Na próxima hora, na antena 1, Ana Sousa Dias
conversa com o Provedor de Justiça, Dr. Nascimento Rodrigues. Lisboa, 5 de
Junho de 2005.
Ana Sousa Dias - Nascimento Rodrigues, nascido no Luso, em
Angola, este ano é o ano do 30º aniversário da Provedoria de Justiça, de uma
Instituição que tem um papel muito importante na Justiça em Portugal, embora
esteja fora, digamos, do sistema de Justiça.
Nascimento Rodrigues – “É verdade”.
A.S.D.- É uma Instituição que só nasceu depois do
25 de Abril, só era possível depois do 25 de Abril.

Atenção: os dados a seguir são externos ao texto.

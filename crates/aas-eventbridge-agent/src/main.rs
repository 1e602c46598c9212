//! # AAS-EventBridge Agent
//!
//! Publishes mutations of an AAS model to an MQTT broker.
//!
//! ## Architecture
//!
//! 1. **Connection**: one broker session shared by every publisher
//! 2. **Observer**: announces the observed shell or submodel, filters and
//!    publishes mutation events
//! 3. **Databus**: logs inbound I4.0 messages
//!
//! Mutation events are read as JSON lines from stdin, e.g.
//!
//! ```text
//! {"kind":"element_value_changed","ids":{"shellId":"S1","submodelId":"SM1"},"path":"temperature","value":25.5}
//! ```

use anyhow::Result;
use tracing_subscriber::EnvFilter;

mod config;
mod runtime;

pub use config::BridgeConfig;
pub use runtime::Bridge;

#[tokio::main]
async fn main() -> Result<()> {
    // Initialize logging
    tracing_subscriber::fmt()
        .with_env_filter(
            EnvFilter::try_from_default_env().unwrap_or_else(|_| EnvFilter::new("info")),
        )
        .with_writer(std::io::stderr)
        .init();

    tracing::info!(
        version = env!("CARGO_PKG_VERSION"),
        "Starting AAS-EventBridge Agent"
    );

    // Load configuration
    let config = BridgeConfig::from_env()?;

    tracing::info!(
        broker = %config.connection.broker,
        client_id = %config.connection.client_id,
        shell_id = %config.shell_id,
        submodel_id = ?config.submodel_id,
        "Bridge configured"
    );

    Bridge::new(config).run().await
}
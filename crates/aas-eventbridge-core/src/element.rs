//! Submodel element snapshots.
//!
//! The bridge never owns the AAS model; it only receives JSON snapshots of
//! elements at the moment they change. A snapshot keeps every attribute of
//! the element verbatim and exposes the scalar `value` separately so that it
//! can be redacted before a structural event is published.

use serde::{Deserialize, Serialize};
use serde_json::{Map, Value};

/// Snapshot of a submodel element as delivered by the model.
#[derive(Debug, Clone, PartialEq, Serialize, Deserialize)]
#[serde(rename_all = "camelCase")]
pub struct SubmodelElement {
    /// Short identifier of the element
    pub id_short: String,
    /// Current value. `None` serializes as an explicit `null`.
    #[serde(default)]
    pub value: Option<Value>,
    /// All remaining attributes (modelType, semanticId, valueType, ...)
    #[serde(flatten)]
    pub attributes: Map<String, Value>,
}

impl SubmodelElement {
    /// Create a snapshot with the given idShort and value and no further attributes.
    #[must_use]
    pub fn new(id_short: impl Into<String>, value: Option<Value>) -> Self {
        Self {
            id_short: id_short.into(),
            value,
            attributes: Map::new(),
        }
    }

    /// Add an attribute, replacing any previous one with the same key.
    #[must_use]
    pub fn with_attribute(mut self, key: impl Into<String>, value: Value) -> Self {
        self.attributes.insert(key.into(), value);
        self
    }

    /// Parse a snapshot from a JSON element representation.
    ///
    /// # Errors
    ///
    /// Returns error if the JSON is not an object with an `idShort`.
    pub fn from_json(value: Value) -> Result<Self, serde_json::Error> {
        serde_json::from_value(value)
    }

    /// Return a copy with the value cleared to the explicit absent marker.
    ///
    /// The snapshot itself is left untouched.
    #[must_use]
    pub fn redacted(&self) -> Self {
        Self {
            value: None,
            ..self.clone()
        }
    }
}

#[cfg(test)]
mod tests {
    use super::*;
    use serde_json::json;

    fn temperature() -> SubmodelElement {
        SubmodelElement::from_json(json!({
            "idShort": "temperature",
            "modelType": "Property",
            "valueType": "xs:double",
            "value": 25.5
        }))
        .unwrap()
    }

    #[test]
    fn parses_attributes_and_value() {
        let element = temperature();
        assert_eq!(element.id_short, "temperature");
        assert_eq!(element.value, Some(json!(25.5)));
        assert_eq!(element.attributes.get("modelType"), Some(&json!("Property")));
    }

    #[test]
    fn redaction_clears_value_on_copy_only() {
        let element = temperature();
        let redacted = element.redacted();

        assert_eq!(redacted.value, None);
        assert_eq!(redacted.attributes, element.attributes);
        assert_eq!(element.value, Some(json!(25.5)));
    }

    #[test]
    fn redacted_value_serializes_as_null() {
        let json = serde_json::to_value(temperature().redacted()).unwrap();
        assert_eq!(json["value"], Value::Null);
        assert_eq!(json["valueType"], json!("xs:double"));
    }

    #[test]
    fn missing_value_defaults_to_none() {
        let element = SubmodelElement::from_json(json!({
            "idShort": "Collection",
            "modelType": "SubmodelElementCollection"
        }))
        .unwrap();
        assert!(element.value.is_none());
    }
}
//! Element path normalization.
//!
//! An idShortPath locates a (possibly nested) submodel element, e.g.
//! `TechnicalData/MaxTemperature` or `TechnicalData.MaxTemperature`.
//! Paths coming from REST routes frequently carry leading or trailing
//! separators, so every comparison and every stored key uses the
//! normalized form.

/// Separator stripped from both ends of a path.
pub const PATH_SEPARATOR: char = '/';

/// Normalize an element path by stripping leading and trailing separators.
///
/// Separators inside the path are preserved, so nesting survives.
///
/// # Examples
///
/// ```
/// use aas_eventbridge_core::normalize_path;
///
/// assert_eq!(normalize_path("/x/y/"), "x/y");
/// assert_eq!(normalize_path("x/y"), "x/y");
/// assert_eq!(normalize_path("//Collection.Sub//"), "Collection.Sub");
/// ```
#[must_use]
pub fn normalize_path(path: &str) -> &str {
    path.trim_matches(PATH_SEPARATOR)
}

#[cfg(test)]
mod tests {
    use super::*;

    #[test]
    fn strips_both_ends() {
        assert_eq!(normalize_path("/temperature/"), "temperature");
        assert_eq!(normalize_path("///a/b"), "a/b");
    }

    #[test]
    fn keeps_inner_separators() {
        assert_eq!(normalize_path("Collection/Sub/Leaf"), "Collection/Sub/Leaf");
    }

    #[test]
    fn separator_only_is_empty() {
        assert_eq!(normalize_path("/"), "");
        assert_eq!(normalize_path(""), "");
    }
}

N.R.- “Necessariamente. Só em regime democrático é que pode
existir o Provedor de Justiça, ou o Ombudsman. Porque é um órgão com uma independência
total, eu diria que é da sua própria essência, a independência perante os
outros poderes, o poder executivo, o poder legislativo, e, portanto, só em
regime democrático é que ele tem razão de ser. Se não fosse em regime
democrático ele estaria subordinado, com certeza, ao poder executivo, e isso já
não seria um Provedor de Justiça”.
A.S.D. - Ao ler a documentação que tinha para
preparar percebi que não há sequer recurso de uma decisão do Provedor de
Justiça.
NR – “Não. Não há”.
ASD- É eleito pela Assembleia da República, por um mandato
de quatro anos e também não pode ser demitido, pelo Governo, nem pela própria Assembleia
da República.
NR – “Nem pela própria
Assembleia da República. A lei estabelece quais as são as circunstâncias em que
pode haver uma cessação antecipada do mandato do Provedor de Justiça. São
circunstâncias normais. A morte, a impossibilidade física permanente, perda de requisitos
de elegibilidade pela Assembleia da República, mas não prevê, e isso é curioso,
de facto, não prevê que a própria Assembleia possa demitir o Provedor de
Justiça. Devo dizer, para ser verdadeiro, que, em alguns outros países
europeus, não é assim. Está prevista, expressamente, a possibilidade de o
Parlamento poder fazer cessar,
antecipadamente, o mandato do Provedor de Justiça através de uma eleição nos
mesmos termos em que elege o Provedor de Justiça, Mas também confesso que, na
prática, não conheço nenhum caso, em nenhum país europeu, em que o Provedor de
Justiça tenha sido demitido pelo parlamento que o elegeu”.
ASD- A minha questão não
era achar que era um direito excessivo. Não é isso. De facto é uma
particularidade. Não é costume esta situação
NR- “Não, não é costume.
Também dei-me dizer-lhe uma coisa: não penso que isso seja muito importante do
ponto de vista conceptual ou de legislação, porque, na prática, se houver um
desagrado manifesto e mais ou menos contínuo, da Assembleia da República, do Parlamento,
face ao Provedor de Justiça, é evidente, que ele tem que tirar as consequências
políticas, ou seja tem que renunciar ao lugar. Isso para mim é evidente”.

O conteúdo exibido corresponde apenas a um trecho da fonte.